» **Data for processing**
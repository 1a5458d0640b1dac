/// All timestamps are UTC.
pub type Timestamp = chrono::DateTime<chrono::Utc>;

/// Entity identifier as reported by the controller (the AP group hostname).
pub type EntityId = String;
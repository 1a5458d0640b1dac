//! The device session seam.

use std::future::Future;

use crate::error::ControllerError;

/// An authenticated session on a controller.
///
/// Returned by [`DeviceSessionClient::authenticate`] and consumed by
/// [`DeviceSessionClient::terminate_session`]. The token is opaque to
/// callers.
#[derive(Debug, Clone)]
pub struct Session {
    address: String,
    token: String,
    pub(crate) http: Option<reqwest::Client>,
}

impl Session {
    /// Create a session handle for `address` identified by `token`.
    pub fn new(address: impl Into<String>, token: impl Into<String>) -> Self {
        Self {
            address: address.into(),
            token: token.into(),
            http: None,
        }
    }

    pub(crate) fn with_http(mut self, http: reqwest::Client) -> Self {
        self.http = Some(http);
        self
    }

    /// The controller address this session belongs to.
    pub fn address(&self) -> &str {
        &self.address
    }

    /// The opaque session token.
    pub fn token(&self) -> &str {
        &self.token
    }
}

/// Authenticated command execution against a controller.
///
/// Every call sequence is `authenticate`, then any number of
/// `execute_command`, then `terminate_session`. Implementations keep no
/// state between sequences.
pub trait DeviceSessionClient: Send + Sync + 'static {
    /// Log in and return a session.
    fn authenticate(
        &self,
        address: &str,
        username: &str,
        password: &str,
    ) -> impl Future<Output = Result<Session, ControllerError>> + Send;

    /// Run a free-text command and return the controller's JSON answer.
    fn execute_command(
        &self,
        session: &Session,
        command: &str,
    ) -> impl Future<Output = Result<serde_json::Value, ControllerError>> + Send;

    /// Log out. Callers treat failures as best-effort.
    fn terminate_session(
        &self,
        session: Session,
    ) -> impl Future<Output = Result<(), ControllerError>> + Send;
}
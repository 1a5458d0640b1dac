//! Email notification delivery via SMTP.
//!
//! [`EmailDelivery`] wraps the `lettre` async SMTP transport to send
//! plain-text notification emails. The transport is built once, when the
//! configuration is applied; the connection mode is chosen from the port:
//! 465 uses implicit TLS, every other port connects in plain text and
//! upgrades with STARTTLS before authenticating.

use std::time::Duration;

use lettre::message::header::ContentType;
use lettre::message::{Mailbox, MultiPart, SinglePart};
use lettre::transport::smtp::authentication::Credentials;
use lettre::{AsyncSmtpTransport, AsyncTransport, Message, Tokio1Executor};
use licmon_core::config::MonitorConfig;

// ---------------------------------------------------------------------------
// Error
// ---------------------------------------------------------------------------

/// Error type for email delivery failures.
#[derive(Debug, thiserror::Error)]
pub enum EmailError {
    /// SMTP transport-level failure (authentication, connection, etc.).
    #[error("SMTP transport error: {0}")]
    Transport(#[from] lettre::transport::smtp::Error),

    /// The recipient or sender address could not be parsed.
    #[error("Email address parse error: {0}")]
    Address(#[from] lettre::address::AddressError),

    /// The MIME message could not be assembled.
    #[error("Email build error: {0}")]
    Build(String),

    /// The configuration lists no recipient.
    #[error("No email recipients configured")]
    NoRecipients,
}

// ---------------------------------------------------------------------------
// SmtpSecurity
// ---------------------------------------------------------------------------

/// How the SMTP connection is secured.
#[derive(Debug, Clone, Copy, PartialEq, Eq)]
pub enum SmtpSecurity {
    /// TLS from the first byte (SMTPS).
    Implicit,
    /// Plain connection upgraded with STARTTLS.
    StartTls,
}

impl SmtpSecurity {
    /// Port on which implicit TLS is used.
    pub const IMPLICIT_TLS_PORT: u16 = 465;

    /// Connection mode for `port`.
    pub fn for_port(port: u16) -> Self {
        if port == Self::IMPLICIT_TLS_PORT {
            SmtpSecurity::Implicit
        } else {
            SmtpSecurity::StartTls
        }
    }
}

// ---------------------------------------------------------------------------
// EmailConfig
// ---------------------------------------------------------------------------

/// SMTP timeout for connect and every command.
const SMTP_TIMEOUT: Duration = Duration::from_secs(30);

/// Configuration for the SMTP email delivery service.
#[derive(Debug, Clone, PartialEq, Eq)]
pub struct EmailConfig {
    /// SMTP server hostname.
    pub smtp_host: String,
    /// SMTP server port.
    pub smtp_port: u16,
    /// RFC 5322 "From" address.
    pub from_address: String,
    /// Recipient addresses.
    pub recipients: Vec<String>,
    /// Optional SMTP username.
    pub smtp_user: Option<String>,
    /// Optional SMTP password.
    pub smtp_password: Option<String>,
}

impl EmailConfig {
    /// Email settings of a monitor configuration.
    ///
    /// Returns `None` when SMTP is disabled, signalling that email
    /// delivery should be skipped.
    pub fn from_monitor_config(config: &MonitorConfig) -> Option<Self> {
        if !config.smtp_enabled {
            return None;
        }
        let non_empty = |s: &str| (!s.is_empty()).then(|| s.to_string());
        Some(Self {
            smtp_host: config.smtp_server.trim().to_string(),
            smtp_port: config.smtp_port,
            from_address: config.smtp_from.trim().to_string(),
            recipients: config.smtp_recipients(),
            smtp_user: non_empty(&config.smtp_username),
            smtp_password: non_empty(&config.smtp_password),
        })
    }

    /// Connection mode derived from the port.
    pub fn security(&self) -> SmtpSecurity {
        SmtpSecurity::for_port(self.smtp_port)
    }
}

// ---------------------------------------------------------------------------
// EmailDelivery
// ---------------------------------------------------------------------------

/// Sends notification emails via SMTP.
#[derive(Clone)]
pub struct EmailDelivery {
    config: EmailConfig,
    from: Mailbox,
    to: Vec<Mailbox>,
    mailer: AsyncSmtpTransport<Tokio1Executor>,
}

impl std::fmt::Debug for EmailDelivery {
    fn fmt(&self, f: &mut std::fmt::Formatter<'_>) -> std::fmt::Result {
        f.debug_struct("EmailDelivery")
            .field("smtp_host", &self.config.smtp_host)
            .field("smtp_port", &self.config.smtp_port)
            .field("security", &self.config.security())
            .field("recipients", &self.config.recipients)
            .finish()
    }
}

impl EmailDelivery {
    /// Parse the addresses and build the SMTP transport. No connection is
    /// opened until the first send.
    pub fn new(config: EmailConfig) -> Result<Self, EmailError> {
        let from: Mailbox = config.from_address.parse()?;
        let to = config
            .recipients
            .iter()
            .map(|r| r.parse::<Mailbox>())
            .collect::<Result<Vec<_>, _>>()?;
        if to.is_empty() {
            return Err(EmailError::NoRecipients);
        }

        let mut transport_builder = match config.security() {
            SmtpSecurity::Implicit => AsyncSmtpTransport::<Tokio1Executor>::relay(&config.smtp_host)?,
            SmtpSecurity::StartTls => {
                AsyncSmtpTransport::<Tokio1Executor>::starttls_relay(&config.smtp_host)?
            }
        }
        .port(config.smtp_port)
        .timeout(Some(SMTP_TIMEOUT));

        if let (Some(user), Some(pass)) = (&config.smtp_user, &config.smtp_password) {
            transport_builder =
                transport_builder.credentials(Credentials::new(user.clone(), pass.clone()));
        }

        Ok(Self {
            from,
            to,
            mailer: transport_builder.build(),
            config,
        })
    }

    /// The connection mode this delivery uses.
    pub fn security(&self) -> SmtpSecurity {
        self.config.security()
    }

    /// Send a plain-text email to every configured recipient.
    pub async fn send(&self, subject: &str, body: &str) -> Result<(), EmailError> {
        let email = self.build_message(subject, body)?;
        self.mailer.send(email).await?;

        tracing::info!(
            recipients = self.to.len(),
            subject,
            "Notification email sent"
        );
        Ok(())
    }

    /// Assemble the multipart message with a single UTF-8 text part.
    fn build_message(&self, subject: &str, body: &str) -> Result<Message, EmailError> {
        let mut builder = Message::builder().from(self.from.clone()).subject(subject);
        for mailbox in &self.to {
            builder = builder.to(mailbox.clone());
        }

        builder
            .multipart(
                MultiPart::mixed().singlepart(
                    SinglePart::builder()
                        .header(ContentType::TEXT_PLAIN)
                        .body(body.to_string()),
                ),
            )
            .map_err(|e| EmailError::Build(e.to_string()))
    }
}

// ---------------------------------------------------------------------------
// Tests
// ---------------------------------------------------------------------------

» **Exercise objective**
In the entries above, find the line with "email delivery failures." and the line with "upgraded with STARTTLS.", then set down exactly those two and every line between them, nothing else.

» **Final answer**
/// Error type for email delivery failures.
#[derive(Debug, thiserror::Error)]
pub enum EmailError {
    /// SMTP transport-level failure (authentication, connection, etc.).
    #[error("SMTP transport error: {0}")]
    Transport(#[from] lettre::transport::smtp::Error),

    /// The recipient or sender address could not be parsed.
    #[error("Email address parse error: {0}")]
    Address(#[from] lettre::address::AddressError),

    /// The MIME message could not be assembled.
    #[error("Email build error: {0}")]
    Build(String),

    /// The configuration lists no recipient.
    #[error("No email recipients configured")]
    NoRecipients,
}

// ---------------------------------------------------------------------------
// SmtpSecurity
// ---------------------------------------------------------------------------

/// How the SMTP connection is secured.
#[derive(Debug, Clone, Copy, PartialEq, Eq)]
pub enum SmtpSecurity {
    /// TLS from the first byte (SMTPS).
    Implicit,
    /// Plain connection upgraded with STARTTLS.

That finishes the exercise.